The first fear I decided to tackle was my fear of Mickey’s Fun Wheel. Now, to be honest with you, I have never been a fan of Ferris Wheels. When I first saw Mickey’s Fun Wheel many years ago and noticed that the carts were swinging, I vowed that nothing would ever get me on that ride. So I always ignored this particular attraction. Then last year, I realized that they also have NON-SWINGING carts!!! But I still wasn’t sold on the idea. Since this year was about facing my fears, I decided it was time. WOW!! What an incredible experience!!!! The non-swinging carts really don’t swing!! Unlike the carts at the Santa Monica Pier or at various state fairs, Mickey’s carts stay relatively still and are caged. Nobody can lean out, and the fear of falling out was put to rest. The best part was that I was able to remain in my wheelchair!!!!!! My back wouldn’t have been able to handle sitting on the cart benches for the duration of the ride. By remaining in my wheelchair, I could keep my body calm, and I didn’t have to worry about increased pain. The views were spectacular, and I can’t wait to ride it again.
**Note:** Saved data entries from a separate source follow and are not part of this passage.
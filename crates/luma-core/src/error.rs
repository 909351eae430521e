//! Render failure taxonomy.
//!
//! Every failure is terminal for its request; nothing is retried and no state
//! survives into the next request.

use thiserror::Error;

use crate::decode::DecodeError;
use crate::encode::EncodeError;
use crate::store::StoreError;

/// Errors that can end a render or export request.
#[derive(Debug, Error)]
pub enum RenderError {
    /// Malformed or missing request fields, detected before any pixel work
    #[error("Invalid input: {0}")]
    InputError(String),

    /// The asset store has no asset for the reference
    #[error("Asset not found: {0}")]
    AssetNotFound(String),

    /// Source bytes could not be decoded
    #[error("Decode failed: {0}")]
    DecodeError(#[from] DecodeError),

    /// Degenerate output extent or compression failure
    #[error("Encode failed: {0}")]
    EncodeError(#[from] EncodeError),

    /// The user did not authorize writing the export
    #[error("Write permission denied")]
    PermissionDenied,

    /// The asset store rejected the write
    #[error("Write failed: {0}")]
    WriteError(String),
}

impl From<StoreError> for RenderError {
    fn from(err: StoreError) -> Self {
        match err {
            StoreError::NotFound(id) => RenderError::AssetNotFound(id),
            StoreError::WriteRejected(reason) => RenderError::WriteError(reason),
        }
    }
}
With a sense of pride from conquering my Ferris Wheel fear, my husband and I headed over to The Tower of Terror!!! I have only been on this ride one other time. For the past 9 years, I swore that I would never go on it again!! A few times, my fear began to escalate, and I considered leaving the line. So I made a deal with myself. I told myself that if I really hated it, I would never have to go on it again. Call me crazy, but I LOVED it!!!! There was one drop that I felt was too long, but other than that, it was a fabulous experience!!! Although the poor girl next to me might disagree, she had to listen to my screaming and deal with me grabbing her hand every time I went for the handrail.
Afterward, we noticed a character meet and greet that only had one person in line. These Incredible superheroes were so much fun!!!
Forget about the Super Bowl!!! By the end of the day, I felt like a champion and a superhero!! How many people can say they were chosen to open the park and face two enormous fears and squash them??!!! It was definitely a great day at the park. Can’t wait to see what else The Year of Christmas has in store for me!!!!!
Wishing you a day filled with Pixie Dust and gentle hugs!!!